My cousin who ventured to go abroad had to struggle his way through Germany and Mexico before he entered the US. He studied and took up a job in the US navy. Recently, he retired as a civilian scientist and received a personal appreciation letter from the American President for his outstanding contribution to the sea force.
I switched from the science to pure arts and, later, completed law. Since I had no aptitude for being a lawyer, my father got me hired as food inspector in the civil supplies department, where the corrupt environment forced me to quit in 15 days.
Attracted now to the armed forces, I kept appearing for selection interviews. Finally, I was picked for two wings—the Indian Navy in the flying branch and the Indian Air Force as ground duty officer (administration). My parents prevailed upon me not to join the navy, since they could not expose me to the risk of a flying career. I was destined to remain on ground.
Serving in the air force, I got a chance in 1982 to go on a world tour on my own. After a month in the US, I was so impressed by the life in the developed countries that my desire to settle abroad was rekindled. But the job security of the IAF and the uncertainty of migration stifled it.
When my son finished Class 12, he wished to study hotel management in Switzerland; an expensive proposition but my wife and I had to agree. When he returned, he said he could not work in the Indian environment. He secured a US visa, went to America, and got married and settled in Canada finally.
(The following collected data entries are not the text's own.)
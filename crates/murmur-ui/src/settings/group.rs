//! Group descriptors.
//!
//! A group is both a container (it holds the sections of a settings screen)
//! and a cell (it can sit inside another group's section as a drill-down
//! row). Selecting it generates a screen for its content and pushes that
//! screen through the group's navigator handle.

use std::fmt;
use std::sync::Arc;

use murmur_ui_core::{PerfSpan, murmur_debug};

use super::cell::CellDescriptor;
use super::navigator::{NavigatorId, resolve_navigator};
use super::screen::SettingsScreen;
use super::section::SectionDescriptor;

/// Visual style of a group's generated screen.
#[derive(Debug, Clone, Copy, PartialEq, Eq, Default)]
pub enum GroupStyle {
    /// Edge-to-edge rows.
    Plain,
    /// Inset, rounded row groups.
    #[default]
    Grouped,
}

/// A titled collection of sections that presents as its own screen.
///
/// Structure is fixed at construction; the tree is rebuilt to change it.
/// Group visibility is a stored flag, independent of what the sections
/// contain.
#[derive(Clone)]
pub struct GroupDescriptor {
    title: String,
    style: GroupStyle,
    items: Vec<SectionDescriptor>,
    identifier: Option<String>,
    visible: bool,
    owner: Option<String>,
    preview: Option<Arc<dyn Fn(&GroupDescriptor) -> Option<String> + Send + Sync>>,
    navigator: Option<NavigatorId>,
}

impl GroupDescriptor {
    /// Create a group from its title and sections.
    pub fn new(title: impl Into<String>, items: Vec<SectionDescriptor>) -> Self {
        Self {
            title: title.into(),
            style: GroupStyle::default(),
            items,
            identifier: None,
            visible: true,
            owner: None,
            preview: None,
            navigator: None,
        }
    }

    /// Set the screen style.
    pub fn with_style(mut self, style: GroupStyle) -> Self {
        self.style = style;
        self
    }

    /// Set the group's identifier and stamp it onto every contained cell as
    /// the cell's owner, so a cell can name the group it belongs to without
    /// holding a reference to it.
    pub fn with_identifier(mut self, identifier: impl Into<String>) -> Self {
        let identifier = identifier.into();
        for section in &mut self.items {
            for cell in section.cells_mut() {
                cell.set_owner(identifier.clone());
            }
        }
        self.identifier = Some(identifier);
        self
    }

    /// Set the group's visibility flag.
    pub fn with_visible(mut self, visible: bool) -> Self {
        self.visible = visible;
        self
    }

    /// Set the preview generator producing the value text shown on the
    /// group's drill-down row.
    pub fn with_preview(
        mut self,
        preview: impl Fn(&GroupDescriptor) -> Option<String> + Send + Sync + 'static,
    ) -> Self {
        self.preview = Some(Arc::new(preview));
        self
    }

    /// Set the navigator handle used when the group is selected.
    pub fn with_navigator(mut self, navigator: NavigatorId) -> Self {
        self.navigator = Some(navigator);
        self
    }

    /// The group title.
    pub fn title(&self) -> &str {
        &self.title
    }

    /// The screen style.
    pub fn style(&self) -> GroupStyle {
        self.style
    }

    /// The group's identifier, if it has one.
    pub fn identifier(&self) -> Option<&str> {
        self.identifier.as_deref()
    }

    /// Whether the group's drill-down row is shown.
    pub fn is_visible(&self) -> bool {
        self.visible
    }

    /// The identifier of the group this group belongs to, if nested.
    pub fn owner(&self) -> Option<&str> {
        self.owner.as_deref()
    }

    pub(crate) fn set_owner(&mut self, owner: Option<String>) {
        self.owner = owner;
    }

    /// All sections, in declaration order.
    pub fn items(&self) -> &[SectionDescriptor] {
        &self.items
    }

    /// The visible sections, in declaration order.
    pub fn visible_items(&self) -> Vec<&SectionDescriptor> {
        self.items.iter().filter(|section| section.is_visible()).collect()
    }

    /// Every cell of every section, in declaration order, regardless of
    /// visibility. This is the static enumeration surface used for search
    /// and indexing.
    pub fn all_cell_descriptors(&self) -> Vec<&CellDescriptor> {
        let _span = PerfSpan::new("all_cell_descriptors");
        self.items
            .iter()
            .flat_map(|section| section.cell_descriptors())
            .collect()
    }

    /// The preview text for the group's drill-down row, if the group has a
    /// preview generator and it produces one.
    pub fn preview(&self) -> Option<String> {
        self.preview.as_ref().and_then(|generate| generate(self))
    }

    /// Generate the screen presenting this group's content, bound to a
    /// clone of the group as its root. Returns `None` for a group with no
    /// sections.
    pub fn generate_screen(&self) -> Option<SettingsScreen> {
        if self.items.is_empty() {
            return None;
        }
        Some(SettingsScreen::new(self.clone()))
    }

    /// Handle the user selecting the group's drill-down row: generate the
    /// screen and push it, animated, through the navigator handle. If the
    /// handle does not resolve or generation fails, nothing happens.
    pub fn select(&self) {
        let Some(navigator) = self.navigator.and_then(resolve_navigator) else {
            murmur_debug!("group has no navigator: title={}", self.title);
            return;
        };
        let Some(screen) = self.generate_screen() else {
            murmur_debug!("group generated no screen: title={}", self.title);
            return;
        };
        navigator.push(screen, true);
    }
}

impl fmt::Debug for GroupDescriptor {
    fn fmt(&self, f: &mut fmt::Formatter<'_>) -> fmt::Result {
        f.debug_struct("GroupDescriptor")
            .field("title", &self.title)
            .field("style", &self.style)
            .field("items", &self.items)
            .field("identifier", &self.identifier)
            .field("visible", &self.visible)
            .field("owner", &self.owner)
            .field("has_preview", &self.preview.is_some())
            .field("navigator", &self.navigator)
            .finish()
    }
}

/// Identifier-based equality, matching [`CellDescriptor`]'s contract:
/// groups without identifiers never compare equal.
impl PartialEq for GroupDescriptor {
    fn eq(&self, other: &Self) -> bool {
        match (&self.identifier, &other.identifier) {
            (Some(a), Some(b)) => a == b,
            _ => false,
        }
    }
}

/// Like cells, groups carry live behavior and cannot be reconstructed from
/// data. Decoding always fails.
impl<'de> serde::Deserialize<'de> for GroupDescriptor {
    fn deserialize<D>(_deserializer: D) -> Result<Self, D::Error>
    where
        D: serde::Deserializer<'de>,
    {
        Err(serde::de::Error::custom(
            "group descriptors cannot be decoded from serialized form",
        ))
    }
}
//! Repeating keyframe tracks.
//!
//! A [`ColorKeyframes`] track maps elapsed time to a color by cycling through
//! a fixed set of keyframes forever. Tracks are stateless: callers hold on to
//! a start instant and sample the track with the elapsed time since then,
//! which keeps animated widgets trivial to test.

use std::time::Duration;

use crate::render::Color;

use super::easing::{Easing, ease};

/// A single keyframe: a color at a fractional offset within the cycle.
#[derive(Debug, Clone, Copy, PartialEq)]
pub struct Keyframe {
    /// Position within the cycle, 0.0 (cycle start) to 1.0 (cycle end).
    pub offset: f32,
    /// The color at this position.
    pub color: Color,
}

impl Keyframe {
    /// Create a keyframe at `offset` with `color`.
    pub fn new(offset: f32, color: Color) -> Self {
        Self { offset, color }
    }
}

/// An infinitely repeating color track.
///
/// Sampling interpolates between the keyframes surrounding the sample point.
/// A per-track phase offset shifts where in the cycle time zero lands, which
/// is how a row of identical tracks becomes a travelling pulse.
#[derive(Debug, Clone)]
pub struct ColorKeyframes {
    frames: Vec<Keyframe>,
    period: Duration,
    phase: Duration,
    easing: Easing,
}

impl ColorKeyframes {
    /// Create a track from keyframes and a cycle period.
    ///
    /// # Panics
    ///
    /// Panics if fewer than two keyframes are given, if the offsets are not
    /// ascending, if the first offset is not 0.0 or the last is not 1.0, or
    /// if the period is zero. These are construction bugs, not runtime
    /// conditions.
    pub fn new(frames: Vec<Keyframe>, period: Duration) -> Self {
        assert!(frames.len() >= 2, "keyframe track needs at least two frames");
        assert!(frames[0].offset == 0.0, "first keyframe must sit at offset 0.0");
        assert!(
            frames[frames.len() - 1].offset == 1.0,
            "last keyframe must sit at offset 1.0"
        );
        assert!(
            frames.windows(2).all(|w| w[0].offset < w[1].offset),
            "keyframe offsets must be strictly ascending"
        );
        assert!(!period.is_zero(), "keyframe period must be non-zero");

        Self {
            frames,
            period,
            phase: Duration::ZERO,
            easing: Easing::Linear,
        }
    }

    /// Shift the track forward in time by `phase`.
    ///
    /// Sampling a phase-shifted track at `t` yields the unshifted track's
    /// value at `t + phase`.
    pub fn with_phase(mut self, phase: Duration) -> Self {
        self.phase = phase;
        self
    }

    /// Use `easing` for the interpolation within each segment.
    pub fn with_easing(mut self, easing: Easing) -> Self {
        self.easing = easing;
        self
    }

    /// The cycle period.
    #[inline]
    pub fn period(&self) -> Duration {
        self.period
    }

    /// The phase offset.
    #[inline]
    pub fn phase(&self) -> Duration {
        self.phase
    }

    /// A pulse track: lit at the cycle start, dimming to `inactive` within
    /// one step, held dim, then returning to `active` at the end of the
    /// cycle. The period is four steps.
    pub fn pulse(active: Color, inactive: Color, step: Duration) -> Self {
        Self::new(
            vec![
                Keyframe::new(0.0, active),
                Keyframe::new(0.25, inactive),
                Keyframe::new(0.75, inactive),
                Keyframe::new(1.0, active),
            ],
            step * 4,
        )
    }

    /// Sample the track at `elapsed` time since the animation started.
    pub fn sample(&self, elapsed: Duration) -> Color {
        let period = self.period.as_secs_f32();
        let t = (elapsed + self.phase).as_secs_f32() % period / period;

        // Find the segment containing t. The construction invariants
        // guarantee a surrounding pair exists.
        let mut start = self.frames[0];
        let mut end = self.frames[self.frames.len() - 1];
        for pair in self.frames.windows(2) {
            if t >= pair[0].offset && t <= pair[1].offset {
                start = pair[0];
                end = pair[1];
                break;
            }
        }

        let span = end.offset - start.offset;
        let local = if span > 0.0 { (t - start.offset) / span } else { 0.0 };
        start.color.lerp(end.color, ease(self.easing, local))
    }
}

#[cfg(test)]
mod tests {
    use super::*;

    const STEP: Duration = Duration::from_millis(350);

    fn assert_color_near(actual: Color, expected: Color) {
        assert!(
            (actual.r - expected.r).abs() < 0.001
                && (actual.g - expected.g).abs() < 0.001
                && (actual.b - expected.b).abs() < 0.001
                && (actual.a - expected.a).abs() < 0.001,
            "expected {expected:?}, got {actual:?}"
        );
    }

    #[test]
    fn pulse_hits_keyframes_at_step_boundaries() {
        let track = ColorKeyframes::pulse(Color::WHITE, Color::BLACK, STEP);
        assert_eq!(track.period(), STEP * 4);

        assert_color_near(track.sample(Duration::ZERO), Color::WHITE);
        assert_color_near(track.sample(STEP), Color::BLACK);
        assert_color_near(track.sample(STEP * 2), Color::BLACK);
        assert_color_near(track.sample(STEP * 3), Color::BLACK);
    }

    #[test]
    fn pulse_repeats_every_period() {
        let track = ColorKeyframes::pulse(Color::WHITE, Color::BLACK, STEP);
        let early = track.sample(STEP / 2);
        let late = track.sample(STEP * 4 + STEP / 2);
        assert_color_near(early, late);
    }

    #[test]
    fn phase_shift_advances_the_cycle() {
        let base = ColorKeyframes::pulse(Color::WHITE, Color::BLACK, STEP);
        let shifted = base.clone().with_phase(STEP);

        assert_color_near(shifted.sample(Duration::ZERO), base.sample(STEP));
        assert_color_near(shifted.sample(STEP * 2), base.sample(STEP * 3));
    }

    #[test]
    fn midpoints_interpolate() {
        let track = ColorKeyframes::pulse(Color::WHITE, Color::BLACK, STEP);
        let mid = track.sample(STEP / 2);
        assert!((mid.r - 0.5).abs() < 0.01);
        assert!((mid.g - 0.5).abs() < 0.01);
        assert!((mid.b - 0.5).abs() < 0.01);
    }

    #[test]
    #[should_panic(expected = "at least two frames")]
    fn rejects_single_frame() {
        let _ = ColorKeyframes::new(vec![Keyframe::new(0.0, Color::WHITE)], STEP);
    }

    #[test]
    #[should_panic(expected = "strictly ascending")]
    fn rejects_unsorted_offsets() {
        let _ = ColorKeyframes::new(
            vec![
                Keyframe::new(0.0, Color::WHITE),
                Keyframe::new(0.5, Color::BLACK),
                Keyframe::new(0.25, Color::WHITE),
                Keyframe::new(1.0, Color::WHITE),
            ],
            STEP,
        );
    }
}
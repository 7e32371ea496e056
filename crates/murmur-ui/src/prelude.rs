//! Convenient re-exports of the most commonly used types.
//!
//! ```
//! use murmur_ui::prelude::*;
//! ```

pub use crate::render::{Color, Point, Rect, Size};
pub use crate::settings::{
    CellDescriptor, ExternalScreenCell, GroupDescriptor, GroupStyle, Navigator, NavigatorId,
    PlainCell, PropertyCell, PropertyId, PropertyValue, RowView, SectionDescriptor,
    SettingsScreen, TextRow, property_label, register_navigator, unregister_navigator,
};
pub use crate::widget::{
    LoadingIndicator, PaintContext, Painter, RecordingPainter, SizeHint, SizePolicy, Widget,
    WidgetBase, WidgetEvent,
};

pub use murmur_ui_core::{
    AppLifecycle, Object, ObjectId, Signal, TimerId, TimerManager, init_global_registry,
};
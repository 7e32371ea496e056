//! Widget events.
//!
//! The host shell delivers lifecycle and timer events to widgets through
//! [`WidgetEvent`]. A widget returns `true` from
//! [`Widget::event`](super::Widget::event) and calls
//! [`WidgetEvent::accept`] when it has consumed an event.

use murmur_ui_core::TimerId;

/// State common to all events.
#[derive(Debug, Clone, Copy, Default)]
pub struct EventBase {
    accepted: bool,
}

impl EventBase {
    /// Mark the event as handled.
    pub fn accept(&mut self) {
        self.accepted = true;
    }

    /// Mark the event as not handled, letting it propagate.
    pub fn ignore(&mut self) {
        self.accepted = false;
    }

    /// Check whether the event has been accepted.
    pub fn is_accepted(&self) -> bool {
        self.accepted
    }
}

/// The widget became visible.
#[derive(Debug, Clone, Copy, Default)]
pub struct ShowEvent {
    pub base: EventBase,
}

/// The widget was hidden.
#[derive(Debug, Clone, Copy, Default)]
pub struct HideEvent {
    pub base: EventBase,
}

/// A widget-owned timer fired.
#[derive(Debug, Clone, Copy)]
pub struct TimerEvent {
    pub base: EventBase,
    /// The timer that fired.
    pub id: TimerId,
}

/// Events delivered to widgets.
#[derive(Debug, Clone, Copy)]
pub enum WidgetEvent {
    /// Show event.
    Show(ShowEvent),
    /// Hide event.
    Hide(HideEvent),
    /// Timer event.
    Timer(TimerEvent),
}

impl WidgetEvent {
    /// A fresh show event.
    pub fn show() -> Self {
        Self::Show(ShowEvent::default())
    }

    /// A fresh hide event.
    pub fn hide() -> Self {
        Self::Hide(HideEvent::default())
    }

    /// A fresh timer event for `id`.
    pub fn timer(id: TimerId) -> Self {
        Self::Timer(TimerEvent {
            base: EventBase::default(),
            id,
        })
    }

    /// Check if the event has been accepted.
    pub fn is_accepted(&self) -> bool {
        match self {
            Self::Show(e) => e.base.is_accepted(),
            Self::Hide(e) => e.base.is_accepted(),
            Self::Timer(e) => e.base.is_accepted(),
        }
    }

    /// Accept the event.
    pub fn accept(&mut self) {
        match self {
            Self::Show(e) => e.base.accept(),
            Self::Hide(e) => e.base.accept(),
            Self::Timer(e) => e.base.accept(),
        }
    }

    /// Ignore the event.
    pub fn ignore(&mut self) {
        match self {
            Self::Show(e) => e.base.ignore(),
            Self::Hide(e) => e.base.ignore(),
            Self::Timer(e) => e.base.ignore(),
        }
    }
}

#[cfg(test)]
mod tests {
    use super::*;

    #[test]
    fn accept_and_ignore() {
        let mut event = WidgetEvent::show();
        assert!(!event.is_accepted());
        event.accept();
        assert!(event.is_accepted());
        event.ignore();
        assert!(!event.is_accepted());
    }
}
When we told him we could not let go of our only son, he assured us he would invite us to live with him in Canada. True to his word, he did sponsor us and we got our immigration in 2000. My dream of settling abroad was coming true at last.
We went to Canada but had to return to care for my mother, whom we could not leave alone. We travelled to Canada almost every year for a couple of months to keep our immigrant status alive but could never settle there.
My mother now has crossed 100 and we are in the 14th year of our immigration, still not sure when or if at all we’ll settle abroad. Plan anything but it’s destiny that decides.